All of the entries should be returned without a single change.

Records from a data source
Content starts

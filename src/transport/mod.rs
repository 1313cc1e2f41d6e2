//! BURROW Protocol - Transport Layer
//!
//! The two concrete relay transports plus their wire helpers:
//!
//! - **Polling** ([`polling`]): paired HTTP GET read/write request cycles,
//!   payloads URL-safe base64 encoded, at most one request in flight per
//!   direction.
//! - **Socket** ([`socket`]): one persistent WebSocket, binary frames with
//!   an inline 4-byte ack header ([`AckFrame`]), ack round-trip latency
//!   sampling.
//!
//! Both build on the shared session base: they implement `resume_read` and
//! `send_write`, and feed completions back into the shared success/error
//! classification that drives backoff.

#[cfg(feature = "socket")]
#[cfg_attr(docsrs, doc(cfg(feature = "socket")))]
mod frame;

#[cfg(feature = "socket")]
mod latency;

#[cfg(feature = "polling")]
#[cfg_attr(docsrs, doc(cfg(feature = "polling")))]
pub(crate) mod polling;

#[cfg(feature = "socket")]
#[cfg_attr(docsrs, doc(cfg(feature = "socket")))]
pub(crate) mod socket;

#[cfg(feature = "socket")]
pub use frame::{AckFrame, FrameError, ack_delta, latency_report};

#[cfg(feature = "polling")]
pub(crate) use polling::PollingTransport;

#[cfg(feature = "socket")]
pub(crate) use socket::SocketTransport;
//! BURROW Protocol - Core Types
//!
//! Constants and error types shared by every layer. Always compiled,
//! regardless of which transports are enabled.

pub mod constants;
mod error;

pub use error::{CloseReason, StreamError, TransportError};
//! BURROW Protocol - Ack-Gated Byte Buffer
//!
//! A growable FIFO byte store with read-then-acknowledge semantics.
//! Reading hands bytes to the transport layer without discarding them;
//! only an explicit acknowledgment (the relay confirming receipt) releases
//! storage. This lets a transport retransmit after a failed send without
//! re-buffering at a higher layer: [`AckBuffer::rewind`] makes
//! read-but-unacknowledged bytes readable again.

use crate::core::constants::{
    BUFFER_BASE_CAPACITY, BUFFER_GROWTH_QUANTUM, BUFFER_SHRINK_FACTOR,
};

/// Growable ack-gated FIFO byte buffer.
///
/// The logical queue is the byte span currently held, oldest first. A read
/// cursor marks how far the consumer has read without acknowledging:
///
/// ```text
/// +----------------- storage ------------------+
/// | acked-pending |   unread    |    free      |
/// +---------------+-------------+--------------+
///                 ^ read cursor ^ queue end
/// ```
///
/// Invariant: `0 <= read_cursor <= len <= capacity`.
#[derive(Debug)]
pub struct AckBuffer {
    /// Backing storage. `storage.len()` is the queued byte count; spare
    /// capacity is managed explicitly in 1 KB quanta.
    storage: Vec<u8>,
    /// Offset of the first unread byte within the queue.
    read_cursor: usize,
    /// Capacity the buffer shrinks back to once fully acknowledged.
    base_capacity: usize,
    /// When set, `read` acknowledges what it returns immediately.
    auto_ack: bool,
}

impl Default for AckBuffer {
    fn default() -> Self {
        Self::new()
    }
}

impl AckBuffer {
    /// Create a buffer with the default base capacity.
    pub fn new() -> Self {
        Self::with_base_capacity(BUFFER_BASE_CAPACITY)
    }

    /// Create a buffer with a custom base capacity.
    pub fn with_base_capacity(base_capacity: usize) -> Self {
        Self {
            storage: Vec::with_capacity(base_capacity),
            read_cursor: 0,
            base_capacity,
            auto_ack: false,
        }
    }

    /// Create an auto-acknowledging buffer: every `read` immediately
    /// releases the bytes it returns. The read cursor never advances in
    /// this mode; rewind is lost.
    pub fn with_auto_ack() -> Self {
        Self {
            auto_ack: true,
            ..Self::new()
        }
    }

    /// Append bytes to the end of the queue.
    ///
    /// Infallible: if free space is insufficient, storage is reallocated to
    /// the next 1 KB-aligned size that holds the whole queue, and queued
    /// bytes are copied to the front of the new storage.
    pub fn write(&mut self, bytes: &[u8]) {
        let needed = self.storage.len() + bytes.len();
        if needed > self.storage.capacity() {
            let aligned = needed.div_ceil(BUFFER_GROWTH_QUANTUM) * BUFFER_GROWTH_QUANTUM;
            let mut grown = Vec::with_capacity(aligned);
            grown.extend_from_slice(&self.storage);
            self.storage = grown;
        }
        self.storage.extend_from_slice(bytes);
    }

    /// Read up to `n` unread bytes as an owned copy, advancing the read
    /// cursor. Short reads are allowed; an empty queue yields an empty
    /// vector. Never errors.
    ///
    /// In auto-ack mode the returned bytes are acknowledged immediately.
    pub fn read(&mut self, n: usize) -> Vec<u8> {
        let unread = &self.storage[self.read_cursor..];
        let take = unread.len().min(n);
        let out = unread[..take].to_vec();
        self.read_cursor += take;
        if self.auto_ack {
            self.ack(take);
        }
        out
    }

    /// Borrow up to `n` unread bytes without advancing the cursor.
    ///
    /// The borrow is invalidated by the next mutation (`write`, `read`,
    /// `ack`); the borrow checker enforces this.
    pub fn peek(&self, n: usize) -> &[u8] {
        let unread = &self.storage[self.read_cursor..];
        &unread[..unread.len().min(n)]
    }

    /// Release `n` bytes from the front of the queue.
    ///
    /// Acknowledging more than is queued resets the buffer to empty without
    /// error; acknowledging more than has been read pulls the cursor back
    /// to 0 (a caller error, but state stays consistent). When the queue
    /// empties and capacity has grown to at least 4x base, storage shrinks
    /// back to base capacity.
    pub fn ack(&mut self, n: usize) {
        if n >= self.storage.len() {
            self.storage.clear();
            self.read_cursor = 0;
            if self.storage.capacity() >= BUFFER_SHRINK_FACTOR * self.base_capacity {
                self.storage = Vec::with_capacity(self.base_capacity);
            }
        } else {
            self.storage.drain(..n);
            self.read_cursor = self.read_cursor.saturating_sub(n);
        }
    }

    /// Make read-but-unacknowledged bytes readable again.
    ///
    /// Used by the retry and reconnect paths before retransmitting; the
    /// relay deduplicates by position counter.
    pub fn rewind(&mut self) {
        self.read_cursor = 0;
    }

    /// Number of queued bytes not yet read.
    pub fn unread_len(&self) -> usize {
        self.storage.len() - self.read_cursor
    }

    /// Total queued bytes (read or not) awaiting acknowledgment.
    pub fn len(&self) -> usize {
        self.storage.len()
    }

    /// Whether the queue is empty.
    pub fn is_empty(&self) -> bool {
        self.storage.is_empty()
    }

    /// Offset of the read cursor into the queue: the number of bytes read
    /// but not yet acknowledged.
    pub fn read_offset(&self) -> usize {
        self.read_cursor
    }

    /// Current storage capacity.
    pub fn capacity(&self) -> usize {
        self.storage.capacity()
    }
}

Content ends

**Exercise response:**
filename src/transport/mod.rs
repository 1313cc1e2f41d6e2
//! BURROW Protocol - Transport Layer
//!
//! The two concrete relay transports plus their wire helpers:
//!
//! - **Polling** ([`polling`]): paired HTTP GET read/write request cycles,
//!   payloads URL-safe base64 encoded, at most one request in flight per
//!   direction.
//! - **Socket** ([`socket`]): one persistent WebSocket, binary frames with
//!   an inline 4-byte ack header ([`AckFrame`]), ack round-trip latency
//!   sampling.
//!
//! Both build on the shared session base: they implement `resume_read` and
//! `send_write`, and feed completions back into the shared success/error
//! classification that drives backoff.

#[cfg(feature = "socket")]
#[cfg_attr(docsrs, doc(cfg(feature = "socket")))]
mod frame;

#[cfg(feature = "socket")]
mod latency;

#[cfg(feature = "polling")]
#[cfg_attr(docsrs, doc(cfg(feature = "polling")))]
pub(crate) mod polling;

#[cfg(feature = "socket")]
#[cfg_attr(docsrs, doc(cfg(feature = "socket")))]
pub(crate) mod socket;

#[cfg(feature = "socket")]
pub use frame::{AckFrame, FrameError, ack_delta, latency_report};

#[cfg(feature = "polling")]
pub(crate) use polling::PollingTransport;

#[cfg(feature = "socket")]
pub(crate) use socket::SocketTransport;
//! BURROW Protocol - Core Types
//!
//! Constants and error types shared by every layer. Always compiled,
//! regardless of which transports are enabled.

pub mod constants;
mod error;

pub use error::{CloseReason, StreamError, TransportError};
//! BURROW Protocol - Ack-Gated Byte Buffer
//!
//! A growable FIFO byte store with read-then-acknowledge semantics.
//! Reading hands bytes to the transport layer without discarding them;
//! only an explicit acknowledgment (the relay confirming receipt) releases
//! storage. This lets a transport retransmit after a failed send without
//! re-buffering at a higher layer: [`AckBuffer::rewind`] makes
//! read-but-unacknowledged bytes readable again.

use crate::core::constants::{
    BUFFER_BASE_CAPACITY, BUFFER_GROWTH_QUANTUM, BUFFER_SHRINK_FACTOR,
};

/// Growable ack-gated FIFO byte buffer.
///
/// The logical queue is the byte span currently held, oldest first. A read
/// cursor marks how far the consumer has read without acknowledging:
///
/// ```text
/// +----------------- storage ------------------+
/// | acked-pending |   unread    |    free      |
/// +---------------+-------------+--------------+
///                 ^ read cursor ^ queue end
/// ```
///
/// Invariant: `0 <= read_cursor <= len <= capacity`.
#[derive(Debug)]
pub struct AckBuffer {
    /// Backing storage. `storage.len()` is the queued byte count; spare
    /// capacity is managed explicitly in 1 KB quanta.
    storage: Vec<u8>,
    /// Offset of the first unread byte within the queue.
    read_cursor: usize,
    /// Capacity the buffer shrinks back to once fully acknowledged.
    base_capacity: usize,
    /// When set, `read` acknowledges what it returns immediately.
    auto_ack: bool,
}

impl Default for AckBuffer {
    fn default() -> Self {
        Self::new()
    }
}

impl AckBuffer {
    /// Create a buffer with the default base capacity.
    pub fn new() -> Self {
        Self::with_base_capacity(BUFFER_BASE_CAPACITY)
    }

    /// Create a buffer with a custom base capacity.
    pub fn with_base_capacity(base_capacity: usize) -> Self {
        Self {
            storage: Vec::with_capacity(base_capacity),
            read_cursor: 0,
            base_capacity,
            auto_ack: false,
        }
    }

    /// Create an auto-acknowledging buffer: every `read` immediately
    /// releases the bytes it returns. The read cursor never advances in
    /// this mode; rewind is lost.
    pub fn with_auto_ack() -> Self {
        Self {
            auto_ack: true,
            ..Self::new()
        }
    }

    /// Append bytes to the end of the queue.
    ///
    /// Infallible: if free space is insufficient, storage is reallocated to
    /// the next 1 KB-aligned size that holds the whole queue, and queued
    /// bytes are copied to the front of the new storage.
    pub fn write(&mut self, bytes: &[u8]) {
        let needed = self.storage.len() + bytes.len();
        if needed > self.storage.capacity() {
            let aligned = needed.div_ceil(BUFFER_GROWTH_QUANTUM) * BUFFER_GROWTH_QUANTUM;
            let mut grown = Vec::with_capacity(aligned);
            grown.extend_from_slice(&self.storage);
            self.storage = grown;
        }
        self.storage.extend_from_slice(bytes);
    }

    /// Read up to `n` unread bytes as an owned copy, advancing the read
    /// cursor. Short reads are allowed; an empty queue yields an empty
    /// vector. Never errors.
    ///
    /// In auto-ack mode the returned bytes are acknowledged immediately.
    pub fn read(&mut self, n: usize) -> Vec<u8> {
        let unread = &self.storage[self.read_cursor..];
        let take = unread.len().min(n);
        let out = unread[..take].to_vec();
        self.read_cursor += take;
        if self.auto_ack {
            self.ack(take);
        }
        out
    }

    /// Borrow up to `n` unread bytes without advancing the cursor.
    ///
    /// The borrow is invalidated by the next mutation (`write`, `read`,
    /// `ack`); the borrow checker enforces this.
    pub fn peek(&self, n: usize) -> &[u8] {
        let unread = &self.storage[self.read_cursor..];
        &unread[..unread.len().min(n)]
    }

    /// Release `n` bytes from the front of the queue.
    ///
    /// Acknowledging more than is queued resets the buffer to empty without
    /// error; acknowledging more than has been read pulls the cursor back
    /// to 0 (a caller error, but state stays consistent). When the queue
    /// empties and capacity has grown to at least 4x base, storage shrinks
    /// back to base capacity.
    pub fn ack(&mut self, n: usize) {
        if n >= self.storage.len() {
            self.storage.clear();
            self.read_cursor = 0;
            if self.storage.capacity() >= BUFFER_SHRINK_FACTOR * self.base_capacity {
                self.storage = Vec::with_capacity(self.base_capacity);
            }
        } else {
            self.storage.drain(..n);
            self.read_cursor = self.read_cursor.saturating_sub(n);
        }
    }

    /// Make read-but-unacknowledged bytes readable again.
    ///
    /// Used by the retry and reconnect paths before retransmitting; the
    /// relay deduplicates by position counter.
    pub fn rewind(&mut self) {
        self.read_cursor = 0;
    }

    /// Number of queued bytes not yet read.
    pub fn unread_len(&self) -> usize {
        self.storage.len() - self.read_cursor
    }

    /// Total queued bytes (read or not) awaiting acknowledgment.
    pub fn len(&self) -> usize {
        self.storage.len()
    }

    /// Whether the queue is empty.
    pub fn is_empty(&self) -> bool {
        self.storage.is_empty()
    }

    /// Offset of the read cursor into the queue: the number of bytes read
    /// but not yet acknowledged.
    pub fn read_offset(&self) -> usize {
        self.read_cursor
    }

    /// Current storage capacity.
    pub fn capacity(&self) -> usize {
        self.storage.capacity()
    }
}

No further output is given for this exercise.